Ce pitch serait en une ou deux pages, et ce serait le premier gag où on voit Kid vieillir. Attention, attention, je ne suis pas encore sûr, car je n’ai jamais fait vieillir Kid ! J’ai déjà pensé à ça mais c’est compliqué pour moi : c’est comme une patate chaude, que je vais donner à Ian Dairin, qui dessine les Kid maintenant et je vais voir. J’avais déjà fait Kid âgé mais c’était dessiné par un pote dessinateur : Ralph Meyer- un gars super bon, mais il l’avait fait dans un style réaliste, et comme cela, on perd un petit peu la référence avec la BD-je pourrais faire cela. Ou voir comment Ian peut s’en tirer…

Une planche en noir et blanc
Un extrait que nous a montré l’auteur pendant l’interview de Midam © Midam © Kid Paddle – Midam – Dupuis

Les Amis de Spirou : Comment se déroule la répartition du travail avec vos assistants dessinateurs ? Vous faites le crayonné, l’encrage ?

Midam : Non, j’ai vraiment tout cédé. Je valide ce que fait Ian Dairin ou Adam, je fais des corrections, de temps en temps, mais j’en fais de moins en moins.

[Midam sort son téléphone et nous montre des dessins de la conversation Whatshapp avec Ian Dairin] 

Voici quelques corrections :

[Il nous montre une planche de Ian Dairin, suivie d’un dessin réalisé par Midam, où il reprend l’un des personnages, une vendeuse, accompagnée de l’annotation : « Fais la vendeuse avec moins d’entrain. ».]

Dessin par Midam
Un croquis que nous a montré l’auteur pendant l’interview de Midam © Midam

[Il nous montre une planche avec un petit beurre, dessinée par Ian Dairin au début de leur collaboration et couverte d’annotations de Midam.]. 

Dessin par Midam
Un croquis que nous a montré l’auteur pendant l’interview de Midam © Midam

Il commençait, et c’était mauvais. Il était encore dans son style. En rouge, c’est moi qui me suis énervé, et finalement, je me suis dit : « OK, je vais arrêter de noter parce que c’est plus simple si je lui montre. ».

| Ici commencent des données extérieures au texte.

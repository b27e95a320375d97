//! Error types for configuration merging and command dispatch.

use std::path::PathBuf;
use std::process::ExitStatus;

use thiserror::Error;

/// Commands accepted by the dispatcher, in the order they are reported.
pub const SUPPORTED_COMMANDS: [&str; 5] = ["sft", "dpo", "chat", "kto", "env"];

/// Errors raised while loading YAML configuration or merging it with
/// command-line arguments.
#[derive(Debug, Error)]
pub enum ConfigError {
    /// The file passed to `--config` does not exist.
    #[error("Config file not found: {}", .0.display())]
    NotFound(PathBuf),

    /// The config file exists but could not be read.
    #[error("Failed reading config file {}: {source}", path.display())]
    Read {
        path: PathBuf,
        #[source]
        source: std::io::Error,
    },

    /// The config file is not valid YAML.
    #[error("Invalid YAML syntax in {}: {source}", path.display())]
    Yaml {
        path: PathBuf,
        #[source]
        source: serde_yaml::Error,
    },

    /// The document parsed but its top level is not a mapping.
    #[error("Config file {} must contain a mapping at the top level", .0.display())]
    NotAMapping(PathBuf),

    /// The reserved `env` key holds something other than a mapping.
    #[error("`env` field should be a mapping in the YAML file {}", .0.display())]
    EnvNotAMapping(PathBuf),

    /// `--config` was the last token, with no path after it.
    #[error("--config requires a path to a YAML file")]
    MissingConfigPath,

    /// `--config` was given more than once.
    #[error("--config may only be given once")]
    DuplicateConfigFlag,

    /// YAML keys that no declared option consumed.
    #[error("Some specified config arguments are not used by the parser: {}", keys.join(", "))]
    UnusedKeys { keys: Vec<String> },

    /// A parsed option group rejected its values.
    #[error("Invalid value for `{field}`: {message}")]
    Invalid { field: String, message: String },

    /// Command-line parsing failed (also carries `--help` output).
    #[error(transparent)]
    Args(#[from] clap::Error),

    /// Parsed groups could not be rendered for display.
    #[error("Failed to serialize resolved configuration: {0}")]
    Serialize(#[from] serde_json::Error),
}

impl ConfigError {
    pub fn invalid(field: impl Into<String>, message: impl Into<String>) -> Self {
        ConfigError::Invalid { field: field.into(), message: message.into() }
    }
}

/// Errors raised by the subcommand dispatcher.
#[derive(Debug, Error)]
pub enum CliError {
    #[error(
        "Please use one of the supported commands, got {got} - supported commands are {}",
        SUPPORTED_COMMANDS.join(", ")
    )]
    UnsupportedCommand { got: String },

    #[error("Failed to start `{program}`: {source}")]
    Spawn {
        program: String,
        #[source]
        source: std::io::Error,
    },

    /// The delegated process ran but exited unsuccessfully. Its own output has
    /// already reached the terminal.
    #[error("TRL CLI failed! Check the logs above.")]
    Failed { command: String, status: ExitStatus },

    /// The launcher setting was empty after splitting on whitespace.
    #[error("Launcher command is empty")]
    EmptyLauncher,
}

pub type Result<T, E = ConfigError> = std::result::Result<T, E>;

#[cfg(test)]
mod tests {
    use super::*;

    #[test]
    fn unused_keys_message_names_every_key() {
        let err = ConfigError::UnusedKeys { keys: vec!["c".to_string(), "extra".to_string()] };
        let message = err.to_string();
        assert!(message.contains("c, extra"), "got: {message}");
    }

    #[test]
    fn unsupported_command_lists_supported_set() {
        let err = CliError::UnsupportedCommand { got: "foo".to_string() };
        assert_eq!(
            err.to_string(),
            "Please use one of the supported commands, got foo - supported commands are sft, dpo, chat, kto, env"
        );
    }
}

[Midam nous montre alors un dessin de petit beurre qu’il a réalisé, ressemblant fort à ses blorks.] 

Dessin par Midam
Un croquis que nous a montré l’auteur pendant l’interview de Midam © Midam

[Sur une autre planche, il agrandit une case où Kid a une main levée, celle-ci étant en partie cachée par son visage.]

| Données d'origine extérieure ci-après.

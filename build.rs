//! Build script recording the commit this binary was built from.

use std::env;
use std::path::PathBuf;

#[allow(dead_code)]
#[path = "src/cli/git.rs"]
mod git;

fn main() {
    println!("cargo:rerun-if-changed=build.rs");
    println!("cargo:rerun-if-changed=src/cli/git.rs");

    let Some(manifest_dir) = env::var_os("CARGO_MANIFEST_DIR").map(PathBuf::from) else {
        return;
    };

    // Outside a git checkout the hash is simply left unset.
    if let Some(head) = git::head_commit(&manifest_dir) {
        for path in &head.watched {
            println!("cargo:rerun-if-changed={}", path.display());
        }
        println!("cargo:rustc-env=TRL_GIT_COMMIT={}", head.hash);
    }
}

Ici, c’est un gros cafouillage.  Jamais je n’aurais dessiné une main qui court-circuite le visage comme cela. Si tu le fais, tu le fais, mais beaucoup plus gentiment. Ici, il y a quelque chose qui cloche.

Dessin par Midam
Un croquis que nous a montré l’auteur pendant l’interview de Midam © Midam

[Midam nous montre sa correction de ce dessin de Kid, où seul l’index est légèrement caché par le visage du gamer.]   

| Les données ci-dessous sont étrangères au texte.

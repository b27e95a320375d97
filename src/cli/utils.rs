//! Shared CLI utilities.

/// Parse a comma-separated string into a `Vec<String>`, trimming whitespace and
/// discarding empty segments.  Returns `None` when `value` is `None`.
pub fn parse_csv(value: Option<&str>) -> Option<Vec<String>> {
    value.map(|s| {
        s.split(',')
            .map(str::trim)
            .filter(|part| !part.is_empty())
            .map(|part| part.to_string())
            .collect::<Vec<_>>()
    })
}

/// Split a command setting such as `accelerate launch` into program words.
pub fn split_words(value: &str) -> Vec<String> {
    value.split_whitespace().map(str::to_string).collect()
}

Alors, je lui explique, le pouce doit être plus dans l’alignement des autres doigts, …

[Sur une autre planche, Midam fait de nouveau un agrandissement sur la main de Kid, qui montre avec son index quelque chose.]

Ici, 4 doigts sont dessinés, mais on dirait qu’un des doigts correspond à la paume. Il faut bien dessiner les 4 doigts, et la paume- l’éminence thénar et l’éminence hypothénar, deux coussinets différents.

Dessin par Midam
Un croquis que nous a montré l’auteur pendant l’interview de Midam © Midam

Les Amis de Spirou : Où peut-on voir vos illustrations et vos peintures ?

[Midam ouvre alors un autre dossier sur son téléphone qui contient des photos de ses tableaux, et de ses expositions.]

Midam : Mes peintures sont des choses qui sortent de l’ordinaire. Ce sont des choses qui m’amusent, c’est très différent et ça emmerde l’éditeur parce qu’il ne sait rien en faire.  Quand je fais ça, il me dit : « Michel, t’as envie de faire une autre série ? ». Mais non, je ne veux plus de BD !  Des illustrations comme celles-ci ne vont pas fort avec quelque chose qui est commercial et donc je traîne ça dans des galeries. Ce n’est pas évident parce qu’il faut un peu ramper dans les petits salons.  Ceux qui voient mes peintures sont des gens qui ne connaissent pas du tout Midam mais ils se disent : « Tiens, c’est quoi ? Vous êtes qui ? Vous êtes artiste ? Oh, c’est intéressant, je vais vous en prendre un. ». Là, tu as une liberté totale et je m’amuse beaucoup à faire ça.  Évidemment, ça n’a pas le même succès que les BD, mais ça m’amuse plus.  C’est un défi, tant mieux !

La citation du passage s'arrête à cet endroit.